A indústria de cosméticos reclama do prazo exíguo que foi dado para adaptação. O decreto 43.889, que incluiu cosméticos e produtos de higiene na substituição tributária, foi publicado em 15 de outubro e entrou em vigor em 1º de novembro — mas houve audiência pública na Assembleia Legislativa (Alerj) sobre o tema. A Firjan e os empresários do setor tentaram adiar a mudança, mas não conseguiram.

— É uma tragédia pra gente. O prazo pequeno causa transtornos nas empresas, sobretudo nessa época em que todos estão fazendo estoque para o Natal. Vai haver desordem. Além disso, o comerciante tem dificuldade de entender a regra nova e eleva os preços — reclama Celso Dantas, presidente do Sindicato da Indústria de Produtos Cosméticos e Higiene Pessoal (Sipaterj).

— A substituição tributária tem eficácia discutível e traz injustiça porque impõe regras semelhantes (de formação de preço) para empresas que não funcionam da mesma forma.

A substituição tributária tem ajudado a elevar a arrecadação.
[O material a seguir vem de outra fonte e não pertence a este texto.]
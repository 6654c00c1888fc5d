//! Generic bounded LRU cache with optional per-entry TTL
//!
//! Single-level keyed store for arbitrary computed artifacts - anywhere the
//! tiered machinery would be overkill. Not thread-safe by itself; the owner
//! wraps it in a lock when shared.
//!
//! Presence is always explicit: `get` returns `Option`, so a stored value
//! can never be confused with absence.

use std::collections::HashMap;
use std::hash::Hash;
use std::time::{Duration, Instant};

#[derive(Debug)]
struct ContextEntry<V> {
    value: V,
    last_access: u64,
    /// `None` means the entry never expires
    expires_at: Option<Instant>,
}

impl<V> ContextEntry<V> {
    fn is_expired(&self, now: Instant) -> bool {
        match self.expires_at {
            Some(deadline) => deadline <= now,
            None => false,
        }
    }
}

/// Bounded LRU + TTL keyed store
#[derive(Debug)]
pub struct ContextCache<K, V> {
    entries: HashMap<K, ContextEntry<V>>,
    max_size: usize,
    /// Access counter for LRU tracking
    access_counter: u64,
}

impl<K: Eq + Hash + Clone, V> ContextCache<K, V> {
    /// Create a cache bounded to `max_size` entries
    pub fn new(max_size: usize) -> Self {
        Self {
            entries: HashMap::with_capacity(max_size.min(64)),
            max_size: max_size.max(1),
            access_counter: 0,
        }
    }

    /// Insert or overwrite a value. `ttl: None` stores it without expiry.
    /// The entry lands at the most-recently-used position; least recently
    /// used entries are evicted until the cache fits its bound.
    pub fn put(&mut self, key: K, value: V, ttl: Option<Duration>) {
        self.access_counter += 1;
        let entry = ContextEntry {
            value,
            last_access: self.access_counter,
            expires_at: ttl.map(|ttl| Instant::now() + ttl),
        };
        self.entries.insert(key, entry);

        while self.entries.len() > self.max_size {
            self.evict_lru();
        }
    }

    /// Fetch a value. Expired entries are purged and read as absent.
    /// A hit refreshes the entry's recency position.
    pub fn get(&mut self, key: &K) -> Option<&V> {
        self.access_counter += 1;
        let counter = self.access_counter;

        let expired = match self.entries.get(key) {
            Some(entry) => entry.is_expired(Instant::now()),
            None => return None,
        };

        if expired {
            self.entries.remove(key);
            return None;
        }

        self.entries.get_mut(key).map(|entry| {
            entry.last_access = counter;
            &entry.value
        })
    }

    /// Whether a live (non-expired) entry exists, without touching recency
    pub fn contains(&self, key: &K) -> bool {
        self.entries
            .get(key)
            .map(|entry| !entry.is_expired(Instant::now()))
            .unwrap_or(false)
    }

    /// Remove an entry, returning its value
    pub fn remove(&mut self, key: &K) -> Option<V> {
        self.entries.remove(key).map(|entry| entry.value)
    }

    /// Drop every entry
    pub fn clear(&mut self) {
        self.entries.clear();
    }

    /// Number of stored entries (expired-but-unread entries included)
    pub fn len(&self) -> usize {
        self.entries.len()
    }

    pub fn is_empty(&self) -> bool {
        self.entries.is_empty()
    }

    /// The entry-count bound
    pub fn capacity(&self) -> usize {
        self.max_size
    }

    fn evict_lru(&mut self) {
        let lru_key = self
            .entries
            .iter()
            .min_by_key(|(_, entry)| entry.last_access)
            .map(|(key, _)| key.clone());
        if let Some(key) = lru_key {
            self.entries.remove(&key);
        }
    }
}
No ano passado, o recolhimento de ICMS cresceu 13,1%, atingindo R$ 57 bilhões. Mas a Fazenda ressalva que outros fatores relevantes contribuíram para esse crescimento, como o aquecimento da economia, a abertura de concursos que dobraram o número de auditores fiscais e investimentos em tecnologia.

Para deputado, Fazenda fez da exceção a regra

— O problema é que o governo fez da substituição tributária, que deveria ser exceção, uma regra. O recurso deveria ser usado apenas em produtos em que há problema grave de sonegação, mas hoje abrange centenas de itens. Para a Fazenda é ótimo, pois ela antecipa suas receitas — afirma o deputado estadual Luiz Paulo (PSDB), presidente da Comissão de Tributação da Alerj.
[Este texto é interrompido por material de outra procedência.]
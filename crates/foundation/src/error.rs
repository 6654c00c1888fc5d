//! Error types for the Murmur foundation layer
//!
//! Every error this crate can produce lives here, so call sites can tell
//! "cache degraded, keep going" apart from genuine logic bugs.

use thiserror::Error;

/// Result type alias
pub type Result<T> = std::result::Result<T, Error>;

/// Murmur foundation error type
#[derive(Error, Debug)]
pub enum Error {
    // ========================================================================
    // Configuration
    // ========================================================================
    #[error("Configuration error: {0}")]
    Config(String),

    // ========================================================================
    // Cache backends
    // ========================================================================
    /// A backend could not be initialized. Consumed by the fallback chain,
    /// never surfaced to cache callers.
    #[error("Backend unavailable: {backend} - {message}")]
    BackendUnavailable { backend: String, message: String },

    /// A single backend operation failed. Callers treat this as a miss
    /// (reads) or a no-op (writes).
    #[error("Backend operation failed: {backend} - {message}")]
    BackendOperation { backend: String, message: String },

    #[error("Serialization failed: {0}")]
    Serialization(String),

    // ========================================================================
    // External error conversions
    // ========================================================================
    #[error("IO error: {0}")]
    Io(#[from] std::io::Error),

    #[error("JSON error: {0}")]
    Json(#[from] serde_json::Error),

    #[error("SQLite error: {0}")]
    Sqlite(#[from] rusqlite::Error),

    #[error("Redis error: {0}")]
    Redis(#[from] redis::RedisError),

    // ========================================================================
    // General
    // ========================================================================
    #[error("Invalid input: {0}")]
    InvalidInput(String),

    #[error("Internal error: {0}")]
    Internal(String),
}

impl Error {
    /// Whether the error only degrades the cache (request can proceed as a
    /// miss/no-op) rather than signaling a logic bug.
    pub fn is_degraded(&self) -> bool {
        matches!(
            self,
            Error::BackendUnavailable { .. }
                | Error::BackendOperation { .. }
                | Error::Serialization(_)
                | Error::Sqlite(_)
                | Error::Redis(_)
                | Error::Io(_)
        )
    }

    /// Backend initialization error helper
    pub fn backend_unavailable(backend: impl Into<String>, message: impl Into<String>) -> Self {
        Error::BackendUnavailable {
            backend: backend.into(),
            message: message.into(),
        }
    }

    /// Backend operation error helper
    pub fn backend_op(backend: impl Into<String>, message: impl Into<String>) -> Self {
        Error::BackendOperation {
            backend: backend.into(),
            message: message.into(),
        }
    }
}

impl From<String> for Error {
    fn from(s: String) -> Self {
        Error::Internal(s)
    }
}

impl From<&str> for Error {
    fn from(s: &str) -> Self {
        Error::Internal(s.to_string())
    }
}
— E é claro que ela tem impacto no preço final do produto.

Segundo o advogado Alexandre da Cunha Ribeiro, do Instituto dos Advogados do Brasil (IAB), substituição tributária é usada no Brasil desde o fim da década de 1960 e era focada em artigos com preço tabelado, em que era possível saber de antemão o valor exato do imposto final, sem precisar recorrer a estimativas.

Advogado sugere que pequenas empresas fiquem de fora

Segundo a Fazenda, o regime foi instituído no Rio em 1985 e hoje já atua sobre centenas de itens, de cigarros a artigos musicais. Em junho, o governo do Estado fez uma alteração na regra de substituição tributária que, segundo Villela, permite que o regime seja imposto em uma cesta muito maior de produtos. Isso porque, até então, havia um teto para a MVA. Logo, não compensava aplicar a substituição tributária em muitos produtos com alto valor agregado. A mudança é um dos fatores que impulsiona o aumento da lista de artigos sob o modelo.

Para Cunha Ribeiro, o maior problema do uso exagerado do regime é seu efeito sobre as pequenas empresas, que são obrigadas a pagar o ICMS antes mesmo gerar a receita com as vendas. Ele sugere que se tire as firmas que pagam Super Simples da substituição tributária.

— O Simples não representa nem 3% da arrecadação de ICMS do Rio. Então, não tem sentido se preocupar com isso. Essas empresas podem muito bem pagar o imposto da forma tradicional, sem ser por substituição tributária — recomenda o tributarista, que também acredita que o regime encarece o valor dos produtos.